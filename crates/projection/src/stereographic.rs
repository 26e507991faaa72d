//! Polar Stereographic projection (ellipsoidal, polar aspect).
//!
//! Ocean models along the Norwegian coast (NorKyst-800 and relatives) are
//! delivered on a polar stereographic grid. The projection maps the
//! ellipsoid onto a plane tangent at (or secant through) the pole.
//!
//! The projection parameters match the CF `polar_stereographic` grid
//! mapping attributes:
//! - `straight_vertical_longitude_from_pole`: central meridian
//! - `latitude_of_projection_origin`: +90 (north) or -90 (south)
//! - `standard_parallel`: latitude of true scale (optional)
//! - `scale_factor_at_projection_origin`: used when no standard parallel is given
//! - `false_easting` / `false_northing`: offsets in meters
//!
//! Formulas follow Snyder, "Map Projections: A Working Manual" (1987),
//! equations 15-9, 21-33 to 21-40. The south polar aspect is computed by
//! mirroring latitude and longitude through the north polar formulas.

use serde::{Deserialize, Serialize};
use std::f64::consts::{FRAC_PI_2, FRAC_PI_4, PI};

use crate::definition::{MapProjection, ProjectedPoint};
use crate::error::{ProjectionError, ProjectionResult};

/// Reference ellipsoid.
#[derive(Debug, Clone, Copy, PartialEq, Serialize, Deserialize)]
pub struct Ellipsoid {
    /// Semi-major axis (meters)
    pub semi_major_axis: f64,
    /// Inverse flattening (0 for a sphere)
    pub inverse_flattening: f64,
}

impl Ellipsoid {
    pub fn wgs84() -> Self {
        Self {
            semi_major_axis: 6_378_137.0,
            inverse_flattening: 298.257_223_563,
        }
    }

    pub fn sphere(radius: f64) -> Self {
        Self {
            semi_major_axis: radius,
            inverse_flattening: 0.0,
        }
    }

    /// Build from semi-major and semi-minor axes.
    pub fn from_axes(semi_major_axis: f64, semi_minor_axis: f64) -> Self {
        let flattening = (semi_major_axis - semi_minor_axis) / semi_major_axis;
        Self {
            semi_major_axis,
            inverse_flattening: if flattening.abs() < 1e-15 {
                0.0
            } else {
                1.0 / flattening
            },
        }
    }

    /// First eccentricity.
    pub fn eccentricity(&self) -> f64 {
        if self.inverse_flattening == 0.0 {
            return 0.0;
        }
        let f = 1.0 / self.inverse_flattening;
        (f * (2.0 - f)).sqrt()
    }
}

/// Polar Stereographic projection parameters.
#[derive(Debug, Clone, PartialEq)]
pub struct PolarStereographic {
    pub ellipsoid: Ellipsoid,
    /// Central meridian in radians
    pub lon0: f64,
    /// True for the north polar aspect
    pub north: bool,
    pub false_easting: f64,
    pub false_northing: f64,
    /// Eccentricity
    e: f64,
    /// rho = rho_factor * t(phi)
    rho_factor: f64,
}

impl PolarStereographic {
    /// Create a polar stereographic projection.
    ///
    /// # Arguments
    /// * `ellipsoid` - Reference ellipsoid
    /// * `latitude_of_origin_deg` - +90 or -90
    /// * `central_meridian_deg` - Straight vertical longitude from pole
    /// * `standard_parallel_deg` - Latitude of true scale, if any
    /// * `scale_factor` - Scale at the pole (ignored when a standard parallel is given)
    /// * `false_easting`, `false_northing` - Offsets in meters
    pub fn new(
        ellipsoid: Ellipsoid,
        latitude_of_origin_deg: f64,
        central_meridian_deg: f64,
        standard_parallel_deg: Option<f64>,
        scale_factor: f64,
        false_easting: f64,
        false_northing: f64,
    ) -> ProjectionResult<Self> {
        let north = if (latitude_of_origin_deg - 90.0).abs() < 1e-9 {
            true
        } else if (latitude_of_origin_deg + 90.0).abs() < 1e-9 {
            false
        } else {
            return Err(ProjectionError::InvalidDefinition(format!(
                "latitude_of_projection_origin must be +/-90, got {}",
                latitude_of_origin_deg
            )));
        };

        let a = ellipsoid.semi_major_axis;
        if !(a.is_finite() && a > 0.0) {
            return Err(ProjectionError::InvalidDefinition(format!(
                "semi-major axis must be positive, got {}",
                a
            )));
        }
        let e = ellipsoid.eccentricity();
        if !(0.0..1.0).contains(&e) {
            return Err(ProjectionError::InvalidDefinition(format!(
                "eccentricity out of range: {}",
                e
            )));
        }
        if !central_meridian_deg.is_finite()
            || !false_easting.is_finite()
            || !false_northing.is_finite()
        {
            return Err(ProjectionError::InvalidDefinition(
                "non-finite projection parameter".to_string(),
            ));
        }

        let sign = if north { 1.0 } else { -1.0 };
        let rho_factor = match standard_parallel_deg {
            Some(lat_ts_deg) if (lat_ts_deg.abs() - 90.0).abs() > 1e-9 => {
                if lat_ts_deg * sign <= 0.0 || lat_ts_deg.abs() > 90.0 {
                    return Err(ProjectionError::InvalidDefinition(format!(
                        "standard parallel {} not in the projection hemisphere",
                        lat_ts_deg
                    )));
                }
                let lat_ts = (sign * lat_ts_deg).to_radians();
                a * m(lat_ts, e) / t(lat_ts, e)
            }
            _ => {
                if !(scale_factor.is_finite() && scale_factor > 0.0) {
                    return Err(ProjectionError::InvalidDefinition(format!(
                        "scale factor must be positive, got {}",
                        scale_factor
                    )));
                }
                2.0 * a * scale_factor
                    / ((1.0 + e).powf(1.0 + e) * (1.0 - e).powf(1.0 - e)).sqrt()
            }
        };

        Ok(Self {
            ellipsoid,
            lon0: central_meridian_deg.to_radians(),
            north,
            false_easting,
            false_northing,
            e,
            rho_factor,
        })
    }

    /// NorKyst-800 coastal model projection
    /// (`+proj=stere +ellps=WGS84 +lat_0=90 +lat_ts=60 +lon_0=70 +x_0=3192800 +y_0=1784000`).
    pub fn norkyst800() -> Self {
        Self {
            ellipsoid: Ellipsoid::wgs84(),
            lon0: 70.0_f64.to_radians(),
            north: true,
            false_easting: 3_192_800.0,
            false_northing: 1_784_000.0,
            e: Ellipsoid::wgs84().eccentricity(),
            rho_factor: {
                let e = Ellipsoid::wgs84().eccentricity();
                let lat_ts = 60.0_f64.to_radians();
                Ellipsoid::wgs84().semi_major_axis * m(lat_ts, e) / t(lat_ts, e)
            },
        }
    }

    fn sign(&self) -> f64 {
        if self.north {
            1.0
        } else {
            -1.0
        }
    }
}

impl MapProjection for PolarStereographic {
    fn forward(&self, lat_deg: f64, lon_deg: f64) -> Option<ProjectedPoint> {
        let sign = self.sign();
        let phi = sign * lat_deg.to_radians();

        // The opposite pole maps to infinity
        if phi <= -FRAC_PI_2 + 1e-10 {
            return None;
        }

        let dlon = sign * normalize_angle(lon_deg.to_radians() - self.lon0);
        let rho = self.rho_factor * t(phi, self.e);

        Some(ProjectedPoint {
            easting: sign * rho * dlon.sin() + self.false_easting,
            northing: -sign * rho * dlon.cos() + self.false_northing,
        })
    }

    fn inverse(&self, point: ProjectedPoint) -> (f64, f64) {
        let sign = self.sign();
        let x = sign * (point.easting - self.false_easting);
        let y = sign * (point.northing - self.false_northing);

        let rho = x.hypot(y);
        let t = rho / self.rho_factor;

        // Iterate Snyder 7-9 for the conformal latitude
        let mut phi = FRAC_PI_2 - 2.0 * t.atan();
        if self.e > 0.0 {
            for _ in 0..15 {
                let es = self.e * phi.sin();
                let next =
                    FRAC_PI_2 - 2.0 * (t * ((1.0 - es) / (1.0 + es)).powf(self.e / 2.0)).atan();
                let converged = (next - phi).abs() < 1e-12;
                phi = next;
                if converged {
                    break;
                }
            }
        }

        let lambda = if rho == 0.0 { 0.0 } else { x.atan2(-y) };
        let lat = sign * phi;
        let lon = normalize_angle(self.lon0 + sign * lambda);

        (lat.to_degrees(), lon.to_degrees())
    }
}

/// Snyder 15-9.
fn t(phi: f64, e: f64) -> f64 {
    let es = e * phi.sin();
    (FRAC_PI_4 - phi / 2.0).tan() / ((1.0 - es) / (1.0 + es)).powf(e / 2.0)
}

/// Snyder 14-15.
fn m(phi: f64, e: f64) -> f64 {
    phi.cos() / (1.0 - (e * phi.sin()).powi(2)).sqrt()
}

/// Normalize an angle to [-π, π].
fn normalize_angle(mut angle: f64) -> f64 {
    while angle > PI {
        angle -= 2.0 * PI;
    }
    while angle < -PI {
        angle += 2.0 * PI;
    }
    angle
}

= = = = =

- [Work task]
Write out word for word only the lines from the start of the entries down to the line with "no standard parallel is given", please, including both ends.

- [Solution to the problem]
filename crates/projection/src/stereographic.rs
repository 26e507991faaa72d
//! Polar Stereographic projection (ellipsoidal, polar aspect).
//!
//! Ocean models along the Norwegian coast (NorKyst-800 and relatives) are
//! delivered on a polar stereographic grid. The projection maps the
//! ellipsoid onto a plane tangent at (or secant through) the pole.
//!
//! The projection parameters match the CF `polar_stereographic` grid
//! mapping attributes:
//! - `straight_vertical_longitude_from_pole`: central meridian
//! - `latitude_of_projection_origin`: +90 (north) or -90 (south)
//! - `standard_parallel`: latitude of true scale (optional)
//! - `scale_factor_at_projection_origin`: used when no standard parallel is given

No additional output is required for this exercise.